What this task involves. Set down exactly each line of the entries below, beginning at the one that contains "async fn run()" and ending at the last, and no others.

(Recorded data)
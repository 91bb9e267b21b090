mod cli;
mod commands;
mod fixtures;
mod observability;
mod output;

use anyhow::Result;
use clap::Parser;

use cli::{Cli, Commands};
use output::print_error;

#[tokio::main]
async fn main() {
    if let Err(e) = run().await {
        print_error(&format!("{e:#}"));
        std::process::exit(1);
    }
}

async fn run() -> Result<()> {
    let cli = Cli::parse();
    observability::init_tracing(&cli.log_level);

    match &cli.command {
        Commands::CheckConfig(args) => {
            commands::config::check(&args.file)?;
        }
        Commands::Catalog(args) => {
            commands::catalog::print(args.config.as_deref())?;
        }
        Commands::Evaluate(args) => {
            commands::evaluate::evaluate(args).await?;
        }
    }

    Ok(())
}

Solved exercise.
async fn run() -> Result<()> {
    let cli = Cli::parse();
    observability::init_tracing(&cli.log_level);

    match &cli.command {
        Commands::CheckConfig(args) => {
            commands::config::check(&args.file)?;
        }
        Commands::Catalog(args) => {
            commands::catalog::print(args.config.as_deref())?;
        }
        Commands::Evaluate(args) => {
            commands::evaluate::evaluate(args).await?;
        }
    }

    Ok(())
}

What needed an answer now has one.